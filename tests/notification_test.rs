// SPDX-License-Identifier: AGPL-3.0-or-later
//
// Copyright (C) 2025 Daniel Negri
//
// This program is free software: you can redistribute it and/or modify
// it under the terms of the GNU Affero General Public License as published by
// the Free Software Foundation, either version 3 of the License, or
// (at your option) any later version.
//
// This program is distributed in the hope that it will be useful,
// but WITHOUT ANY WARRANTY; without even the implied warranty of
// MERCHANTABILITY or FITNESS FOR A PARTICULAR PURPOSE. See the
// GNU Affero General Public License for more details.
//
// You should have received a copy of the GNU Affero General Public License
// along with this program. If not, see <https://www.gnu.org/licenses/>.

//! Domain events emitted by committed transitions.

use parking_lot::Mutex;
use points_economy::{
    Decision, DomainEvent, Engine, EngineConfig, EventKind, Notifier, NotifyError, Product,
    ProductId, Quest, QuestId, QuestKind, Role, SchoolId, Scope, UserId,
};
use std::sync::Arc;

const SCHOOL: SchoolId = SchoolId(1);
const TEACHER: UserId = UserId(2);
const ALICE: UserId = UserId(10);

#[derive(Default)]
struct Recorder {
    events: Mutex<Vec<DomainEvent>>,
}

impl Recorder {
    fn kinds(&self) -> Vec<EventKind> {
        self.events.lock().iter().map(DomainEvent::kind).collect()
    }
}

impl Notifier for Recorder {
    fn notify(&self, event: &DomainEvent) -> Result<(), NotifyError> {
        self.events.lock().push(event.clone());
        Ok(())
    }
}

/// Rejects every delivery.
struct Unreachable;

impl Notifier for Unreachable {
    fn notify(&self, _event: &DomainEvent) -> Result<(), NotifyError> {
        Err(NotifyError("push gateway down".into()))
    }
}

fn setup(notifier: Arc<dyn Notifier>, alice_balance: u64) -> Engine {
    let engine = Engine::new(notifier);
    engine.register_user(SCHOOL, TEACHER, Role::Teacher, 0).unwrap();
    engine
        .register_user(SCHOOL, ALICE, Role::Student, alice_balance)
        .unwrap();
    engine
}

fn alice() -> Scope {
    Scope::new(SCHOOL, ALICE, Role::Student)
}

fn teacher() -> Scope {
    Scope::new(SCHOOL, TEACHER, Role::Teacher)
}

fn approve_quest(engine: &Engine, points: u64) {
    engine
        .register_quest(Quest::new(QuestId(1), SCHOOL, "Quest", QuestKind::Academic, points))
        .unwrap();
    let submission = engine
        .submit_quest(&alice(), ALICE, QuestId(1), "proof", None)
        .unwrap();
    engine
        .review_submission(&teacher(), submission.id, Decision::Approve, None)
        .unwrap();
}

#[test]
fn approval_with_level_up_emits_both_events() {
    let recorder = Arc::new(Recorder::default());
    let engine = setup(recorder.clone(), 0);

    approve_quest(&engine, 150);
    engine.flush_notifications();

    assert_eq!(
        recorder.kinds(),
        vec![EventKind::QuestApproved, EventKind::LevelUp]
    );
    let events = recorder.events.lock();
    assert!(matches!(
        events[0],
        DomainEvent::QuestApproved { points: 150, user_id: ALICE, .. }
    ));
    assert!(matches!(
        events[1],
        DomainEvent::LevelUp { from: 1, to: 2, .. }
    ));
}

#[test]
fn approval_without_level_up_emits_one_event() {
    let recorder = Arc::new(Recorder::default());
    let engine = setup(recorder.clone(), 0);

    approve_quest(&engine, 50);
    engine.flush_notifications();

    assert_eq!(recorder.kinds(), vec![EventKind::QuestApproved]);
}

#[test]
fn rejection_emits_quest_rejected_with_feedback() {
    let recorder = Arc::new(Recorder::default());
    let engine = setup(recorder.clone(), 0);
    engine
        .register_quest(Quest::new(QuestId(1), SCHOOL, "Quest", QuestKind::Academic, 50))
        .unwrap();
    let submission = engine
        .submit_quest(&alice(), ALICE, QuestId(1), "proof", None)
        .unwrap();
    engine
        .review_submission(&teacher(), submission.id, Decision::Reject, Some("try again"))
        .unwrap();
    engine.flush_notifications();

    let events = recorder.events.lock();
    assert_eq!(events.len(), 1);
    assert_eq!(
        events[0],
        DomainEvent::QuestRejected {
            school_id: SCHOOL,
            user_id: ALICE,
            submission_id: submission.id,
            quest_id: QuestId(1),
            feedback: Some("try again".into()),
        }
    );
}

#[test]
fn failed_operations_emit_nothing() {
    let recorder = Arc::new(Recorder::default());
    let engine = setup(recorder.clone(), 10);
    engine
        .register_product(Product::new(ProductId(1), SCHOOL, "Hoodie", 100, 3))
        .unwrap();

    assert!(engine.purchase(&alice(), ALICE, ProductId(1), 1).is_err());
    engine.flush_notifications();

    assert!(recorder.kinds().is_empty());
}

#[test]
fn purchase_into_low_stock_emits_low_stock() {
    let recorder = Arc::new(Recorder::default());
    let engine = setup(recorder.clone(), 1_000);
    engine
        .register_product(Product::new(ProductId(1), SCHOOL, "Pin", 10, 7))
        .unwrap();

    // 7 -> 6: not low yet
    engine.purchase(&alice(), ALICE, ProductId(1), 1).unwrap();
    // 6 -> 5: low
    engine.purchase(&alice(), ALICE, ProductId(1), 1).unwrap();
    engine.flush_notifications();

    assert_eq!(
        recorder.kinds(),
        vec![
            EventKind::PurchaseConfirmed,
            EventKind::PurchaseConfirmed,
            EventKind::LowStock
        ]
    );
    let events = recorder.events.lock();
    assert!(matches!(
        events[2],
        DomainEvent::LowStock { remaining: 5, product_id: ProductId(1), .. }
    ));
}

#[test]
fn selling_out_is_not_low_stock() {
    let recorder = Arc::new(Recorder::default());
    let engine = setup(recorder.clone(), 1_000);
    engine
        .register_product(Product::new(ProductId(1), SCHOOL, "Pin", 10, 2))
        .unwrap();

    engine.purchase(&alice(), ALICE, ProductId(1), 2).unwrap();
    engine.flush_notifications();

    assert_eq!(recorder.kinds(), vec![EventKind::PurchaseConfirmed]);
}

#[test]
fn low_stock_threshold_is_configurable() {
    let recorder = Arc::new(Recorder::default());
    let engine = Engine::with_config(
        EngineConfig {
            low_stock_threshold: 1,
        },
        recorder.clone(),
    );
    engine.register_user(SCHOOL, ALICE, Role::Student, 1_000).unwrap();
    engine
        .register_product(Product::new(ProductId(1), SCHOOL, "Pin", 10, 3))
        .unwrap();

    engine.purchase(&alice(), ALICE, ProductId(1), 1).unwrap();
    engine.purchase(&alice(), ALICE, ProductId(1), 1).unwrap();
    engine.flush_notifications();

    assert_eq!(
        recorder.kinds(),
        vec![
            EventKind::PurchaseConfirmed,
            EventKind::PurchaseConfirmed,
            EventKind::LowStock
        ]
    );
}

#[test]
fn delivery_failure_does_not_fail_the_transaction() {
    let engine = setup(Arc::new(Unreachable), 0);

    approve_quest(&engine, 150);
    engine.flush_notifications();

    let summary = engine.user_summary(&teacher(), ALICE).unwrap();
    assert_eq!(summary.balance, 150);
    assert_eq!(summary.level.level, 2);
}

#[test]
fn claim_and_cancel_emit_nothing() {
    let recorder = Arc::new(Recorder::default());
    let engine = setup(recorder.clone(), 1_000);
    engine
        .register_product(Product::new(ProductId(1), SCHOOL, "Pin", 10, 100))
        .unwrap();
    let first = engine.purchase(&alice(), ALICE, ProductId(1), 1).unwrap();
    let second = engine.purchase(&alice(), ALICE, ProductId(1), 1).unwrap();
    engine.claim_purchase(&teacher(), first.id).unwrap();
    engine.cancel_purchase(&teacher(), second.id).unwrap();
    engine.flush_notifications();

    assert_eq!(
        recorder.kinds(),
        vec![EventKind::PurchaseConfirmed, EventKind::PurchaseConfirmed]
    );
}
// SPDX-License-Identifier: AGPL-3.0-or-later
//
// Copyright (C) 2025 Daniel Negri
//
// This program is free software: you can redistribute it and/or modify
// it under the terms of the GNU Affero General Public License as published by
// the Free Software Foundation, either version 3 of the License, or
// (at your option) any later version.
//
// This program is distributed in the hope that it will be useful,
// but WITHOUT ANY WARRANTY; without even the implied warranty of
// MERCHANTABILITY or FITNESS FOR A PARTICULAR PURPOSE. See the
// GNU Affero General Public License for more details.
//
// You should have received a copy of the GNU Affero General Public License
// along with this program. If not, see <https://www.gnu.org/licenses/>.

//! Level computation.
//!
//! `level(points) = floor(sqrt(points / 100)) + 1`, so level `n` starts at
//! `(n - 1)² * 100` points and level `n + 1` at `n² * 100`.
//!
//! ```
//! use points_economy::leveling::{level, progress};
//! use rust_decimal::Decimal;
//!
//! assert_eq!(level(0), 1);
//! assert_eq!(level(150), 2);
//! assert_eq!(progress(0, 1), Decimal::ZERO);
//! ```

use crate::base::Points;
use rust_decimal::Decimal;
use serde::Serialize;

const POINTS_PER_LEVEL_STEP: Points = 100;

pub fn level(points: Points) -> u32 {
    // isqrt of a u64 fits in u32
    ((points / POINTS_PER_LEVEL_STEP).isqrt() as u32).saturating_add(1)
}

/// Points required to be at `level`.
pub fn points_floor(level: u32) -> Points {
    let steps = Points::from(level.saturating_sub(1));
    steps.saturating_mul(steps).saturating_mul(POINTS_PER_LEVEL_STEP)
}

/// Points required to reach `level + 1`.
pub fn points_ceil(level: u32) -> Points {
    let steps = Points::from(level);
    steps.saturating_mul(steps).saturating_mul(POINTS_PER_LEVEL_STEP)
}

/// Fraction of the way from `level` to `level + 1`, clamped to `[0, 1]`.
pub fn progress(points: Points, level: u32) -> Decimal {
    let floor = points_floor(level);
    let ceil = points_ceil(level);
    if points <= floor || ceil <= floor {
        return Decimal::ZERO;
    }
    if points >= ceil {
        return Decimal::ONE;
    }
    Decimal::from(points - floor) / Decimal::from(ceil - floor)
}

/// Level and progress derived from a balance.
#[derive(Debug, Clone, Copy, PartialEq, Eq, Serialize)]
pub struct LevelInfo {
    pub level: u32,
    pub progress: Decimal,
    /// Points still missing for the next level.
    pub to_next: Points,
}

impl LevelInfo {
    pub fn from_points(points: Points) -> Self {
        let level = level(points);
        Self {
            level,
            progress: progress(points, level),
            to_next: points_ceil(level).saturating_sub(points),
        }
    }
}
========================================================================
# PROBLEM TO SOLVE:
Only the lines from the one containing "let steps = Points::from(level);" to the end of the listing belong in the output, each reproduced exactly.

# EXERCISE RESULT:
    let steps = Points::from(level);
    steps.saturating_mul(steps).saturating_mul(POINTS_PER_LEVEL_STEP)
}

/// Fraction of the way from `level` to `level + 1`, clamped to `[0, 1]`.
pub fn progress(points: Points, level: u32) -> Decimal {
    let floor = points_floor(level);
    let ceil = points_ceil(level);
    if points <= floor || ceil <= floor {
        return Decimal::ZERO;
    }
    if points >= ceil {
        return Decimal::ONE;
    }
    Decimal::from(points - floor) / Decimal::from(ceil - floor)
}

/// Level and progress derived from a balance.
#[derive(Debug, Clone, Copy, PartialEq, Eq, Serialize)]
pub struct LevelInfo {
    pub level: u32,
    pub progress: Decimal,
    /// Points still missing for the next level.
    pub to_next: Points,
}

impl LevelInfo {
    pub fn from_points(points: Points) -> Self {
        let level = level(points);
        Self {
            level,
            progress: progress(points, level),
            to_next: points_ceil(level).saturating_sub(points),
        }
    }
}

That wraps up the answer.